The city council routinely grants such licenses and has not withheld or suspended one in at least 25 years.
Merkel’s memo described the incidents that led to the Department of Liquor Control (DLC) fines, including a drunk-driving citation and a pedestrian that Merkel alleged was dangerously impaired.
After receiving the memo, the council before granting the licenses took the rare step of asking City Limits owner Brett Ward to come to a council meeting and discuss the issues. He did so on April 24. Council members had twice deferred issuing the license to give Ward a chance to attend a meeting.

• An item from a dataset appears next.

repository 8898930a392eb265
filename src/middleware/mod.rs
//! HTTP middleware

pub mod request_id;

pub use request_id::{REQUEST_ID_HEADER, RequestId, request_id_middleware};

Mayor Renny Perry said on Thursday the DLC fines should make expectations clear to Ward, as should the police warnings about what Merkel called “known overserving,” and the council’s request to speak to him.

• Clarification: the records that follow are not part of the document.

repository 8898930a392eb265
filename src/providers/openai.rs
//! REST adapter for OpenAI-compatible `/chat/completions` providers
//!
//! Covers Groq, OpenRouter, DeepSeek, Mistral and anything else that speaks
//! the OpenAI chat wire format at a configurable base URL.

use super::http;
use super::{
    CompletionRequest, CompletionResult, KeyRing, ProviderAdapter, ProviderError, Usage,
};
use crate::config::ProviderConfig;
use crate::error::{AppError, AppResult};
use async_trait::async_trait;
use serde::{Deserialize, Serialize};
use std::time::Duration;

/// OpenAI-compatible REST adapter
pub struct OpenAiCompatAdapter {
    name: String,
    base_url: String,
    keys: KeyRing,
    client: reqwest::Client,
}

impl std::fmt::Debug for OpenAiCompatAdapter {
    fn fmt(&self, f: &mut std::fmt::Formatter<'_>) -> std::fmt::Result {
        f.debug_struct("OpenAiCompatAdapter")
            .field("name", &self.name)
            .field("base_url", &self.base_url)
            .field("keys", &self.keys)
            .finish()
    }
}

impl OpenAiCompatAdapter {
    pub fn new(
        config: &ProviderConfig,
        credentials: Vec<String>,
        timeout: Duration,
    ) -> AppResult<Self> {
        let base_url = config.base_url().ok_or_else(|| {
            AppError::Config(format!(
                "providers.{}.base_url is required for kind = \"openai\"",
                config.name()
            ))
        })?;

        Ok(Self {
            name: config.name().to_string(),
            base_url: base_url.trim_end_matches('/').to_string(),
            keys: KeyRing::new(credentials),
            client: http::build_client(config.name(), timeout)?,
        })
    }

    /// Optional leading system message, then one entry per turn
    ///
    /// An image rides as an extra content part on the last user turn.
    fn wire_messages<'r>(
        request: &'r CompletionRequest,
        image: Option<ContentPart<'r>>,
    ) -> Vec<WireMessage<'r>> {
        let mut messages = Vec::with_capacity(request.messages.len() + 1);
        if let Some(system) = request.system_instruction.as_deref() {
            messages.push(WireMessage {
                role: "system",
                content: WireContent::Text(system),
            });
        }
        messages.extend(request.messages.iter().map(|m| WireMessage {
            role: m.role.as_str(),
            content: WireContent::Text(&m.content),
        }));

        let Some(image) = image else {
            return messages;
        };
        match messages.iter().rposition(|m| m.role == "user") {
            Some(index) => {
                let last_user = &mut messages[index];
                let text = match last_user.content {
                    WireContent::Text(text) => text,
                    WireContent::Parts(_) => "",
                };
                last_user.content = WireContent::Parts(vec![ContentPart::Text { text }, image]);
            }
            None => messages.push(WireMessage {
                role: "user",
                content: WireContent::Parts(vec![image]),
            }),
        }
        messages
    }

    /// The request's attachment as a data-URI image part
    ///
    /// The chat completions format only carries images inline, so any other
    /// attachment fails this candidate instead of being dropped.
    fn image_part<'r>(
        &self,
        request: &'r CompletionRequest,
    ) -> Result<Option<ContentPart<'r>>, ProviderError> {
        let Some(blob) = &request.attachment else {
            return Ok(None);
        };
        if !blob.mime_type.starts_with("image/") {
            return Err(ProviderError::generic(
                &self.name,
                format!("attachment type '{}' is not supported", blob.mime_type),
            ));
        }
        Ok(Some(ContentPart::ImageUrl {
            image_url: ImageUrl {
                url: format!("data:{};base64,{}", blob.mime_type, blob.data),
            },
        }))
    }

    fn into_result(
        &self,
        response: ChatCompletionResponse,
    ) -> Result<CompletionResult, ProviderError> {
        let choice = response
            .choices
            .into_iter()
            .next()
            .ok_or_else(|| ProviderError::generic(&self.name, "response contained no choices"))?;

        if choice.finish_reason.as_deref() == Some("length") {
            return Err(ProviderError::generic(
                &self.name,
                "completion truncated at token limit",
            ));
        }

        let text = choice
            .message
            .content
            .as_deref()
            .map(str::trim)
            .unwrap_or_default();
        if text.is_empty() {
            return Err(ProviderError::empty_completion(&self.name));
        }

        let usage = response
            .usage
            .map(|u| Usage {
                input_tokens: u.prompt_tokens,
                output_tokens: u.completion_tokens,
            })
            .unwrap_or_default();

        Ok(CompletionResult {
            text: text.to_string(),
            usage,
            grounding: None,
            raw_parts: None,
        })
    }
}

#[async_trait]
impl ProviderAdapter for OpenAiCompatAdapter {
    fn name(&self) -> &str {
        &self.name
    }

    fn is_available(&self) -> bool {
        !self.keys.is_empty()
    }

    fn credential_count(&self) -> usize {
        self.keys.len()
    }

    async fn complete(
        &self,
        request: &CompletionRequest,
    ) -> Result<CompletionResult, ProviderError> {
        let key = self
            .keys
            .next_key()
            .ok_or_else(|| ProviderError::generic(&self.name, "no credential configured"))?;

        let body = ChatCompletionRequest {
            model: &request.model,
            messages: Self::wire_messages(request, self.image_part(request)?),
            max_tokens: request.max_tokens,
            temperature: request.temperature,
            response_format: request
                .require_json_output
                .then_some(ResponseFormat { kind: "json_object" }),
            tools: request.tools.as_deref(),
        };

        let url = format!("{}/chat/completions", self.base_url);
        tracing::debug!(
            provider = %self.name,
            model = %request.model,
            messages = body.messages.len(),
            "Sending chat completion request"
        );

        let raw = http::send(
            &self.name,
            self.client.post(&url).bearer_auth(key).json(&body),
        )
        .await?;
        let response: ChatCompletionResponse = http::parse_body(&self.name, &raw)?;
        self.into_result(response)
    }
}

#[derive(Debug, Serialize)]
struct ChatCompletionRequest<'a> {
    model: &'a str,
    messages: Vec<WireMessage<'a>>,
    #[serde(skip_serializing_if = "Option::is_none")]
    max_tokens: Option<u32>,
    #[serde(skip_serializing_if = "Option::is_none")]
    temperature: Option<f32>,
    #[serde(skip_serializing_if = "Option::is_none")]
    response_format: Option<ResponseFormat>,
    #[serde(skip_serializing_if = "Option::is_none")]
    tools: Option<&'a [serde_json::Value]>,
}

#[derive(Debug, PartialEq, Serialize)]
struct WireMessage<'a> {
    role: &'static str,
    content: WireContent<'a>,
}

#[derive(Debug, PartialEq, Serialize)]
#[serde(untagged)]
enum WireContent<'a> {
    Text(&'a str),
    Parts(Vec<ContentPart<'a>>),
}

#[derive(Debug, PartialEq, Serialize)]
#[serde(tag = "type", rename_all = "snake_case")]
enum ContentPart<'a> {
    Text { text: &'a str },
    ImageUrl { image_url: ImageUrl },
}

#[derive(Debug, PartialEq, Serialize)]
struct ImageUrl {
    url: String,
}

#[derive(Debug, Serialize)]
struct ResponseFormat {
    #[serde(rename = "type")]
    kind: &'static str,
}

#[derive(Debug, Deserialize)]
struct ChatCompletionResponse {
    #[serde(default)]
    choices: Vec<Choice>,
    usage: Option<WireUsage>,
}

#[derive(Debug, Deserialize)]
struct Choice {
    message: ChoiceMessage,
    finish_reason: Option<String>,
}

#[derive(Debug, Deserialize)]
struct ChoiceMessage {
    content: Option<String>,
}

#[derive(Debug, Deserialize)]
struct WireUsage {
    #[serde(default)]
    prompt_tokens: u64,
    #[serde(default)]
    completion_tokens: u64,
}
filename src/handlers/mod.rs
//! HTTP request handlers for the Quotaroute API

use crate::config::{Config, SecretSource};
use crate::error::{AppError, AppResult};
use crate::metrics::Metrics;
use crate::middleware::request_id_middleware;
use crate::models::HealthReporter;
use crate::router::ModelRouter;
use axum::{
    Router,
    routing::{get, post},
};
use std::sync::Arc;
use tower_http::trace::TraceLayer;

pub mod balance;
pub mod chat;
pub mod health;
pub mod metrics;

/// Application state shared across all handlers
///
/// All fields are Arc'd for cheap cloning across Axum handlers.
#[derive(Clone)]
pub struct AppState {
    config: Arc<Config>,
    router: Arc<ModelRouter>,
    reporter: Arc<HealthReporter>,
    metrics: Arc<Metrics>,
}

impl AppState {
    /// Build the router, adapters and reporter from configuration
    ///
    /// # Errors
    ///
    /// Returns an error if metrics registration fails or an adapter cannot be
    /// constructed (e.g. its HTTP client fails to build).
    pub fn new(config: Arc<Config>, secrets: &dyn SecretSource) -> AppResult<Self> {
        let metrics = Arc::new(Metrics::new().map_err(|e| {
            AppError::Internal(format!("Failed to initialize metrics: {}", e))
        })?);
        let router = ModelRouter::from_config(&config, secrets, Arc::clone(&metrics))?;
        let reporter = HealthReporter::new(Arc::clone(router.health()), &config, secrets)?;

        Ok(Self::from_parts(config, router, reporter))
    }

    /// Assemble state from pre-built parts (tests inject scripted adapters this way)
    pub fn from_parts(config: Arc<Config>, router: ModelRouter, reporter: HealthReporter) -> Self {
        let metrics = Arc::clone(router.metrics());
        Self {
            config,
            router: Arc::new(router),
            reporter: Arc::new(reporter),
            metrics,
        }
    }

    pub fn config(&self) -> &Config {
        &self.config
    }

    pub fn router(&self) -> &ModelRouter {
        &self.router
    }

    pub fn reporter(&self) -> &HealthReporter {
        &self.reporter
    }

    pub fn metrics(&self) -> &Metrics {
        &self.metrics
    }
}

/// Build the HTTP application with every route and layer attached
pub fn app(state: AppState) -> Router {
    Router::new()
        .route("/chat", post(chat::handler))
        .route("/health", get(health::handler))
        .route("/metrics", get(metrics::handler))
        .route("/providers/{name}/balance", get(balance::handler))
        .layer(axum::middleware::from_fn(request_id_middleware))
        .layer(TraceLayer::new_for_http())
        .with_state(state)
}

“I don’t recall us ever talking to anyone about a license,” Perry said. “This is certainly an exception to the norm, so I would hope he would would take that to heart about being careful.”
At the same time, the mayor said, if the council chose to suspend City Limits’ license it would have to follow a time-consuming and potentially expensive process that would duplicate what the DLC had already done in fining Ward.
“They had already taken the action. They’re the primary agency for dealing with that, and they had already dealt with it. And it just didn’t seem like it would be worth it for the city to go through the time, effort and possible legal expense in moving forward with it when it’s already been taken care of,” Perry said.
Ward, who has owned City Limits since 1999, declined to comment when reached later on Thursday.
DLC Inspector Jay Clark also attended the Tuesday council meeting. Perry said Clark made no recommendation, but shared with the council City Limits’ entire DLC enforcement history. It includes a 21-day suspension in 2003 for four violations, a seven-day suspension in 2013 for an “hours of sale” violation, and one warning for selling tobacco to a minor.
Merkel outlined the three March violations in an April 6 memo. According to Merkel, Clark told him that while Clark was at City Limits giving Ward the first two notices of violations, Clark “witnessed a violation in the immediate presence of Ward, subsequently resulting in issuance of another notice of violation.”
The first violation stemmed from a March 11 incident. Vergennes police cited a driver for driving under the influence of alcohol, a driver they alleged had been drinking at City Limits. Police alleged the suspect’s blood-alcohol content tested at 0.289 percent, about 3.5 times the legal driving limit of 0.08.
The third violation stems from an incident on March 15, when city police helped a man Merkel described as having “difficulty walking” after allegedly drinking at City Limits. Police said his BAC tested at 0.256 percent.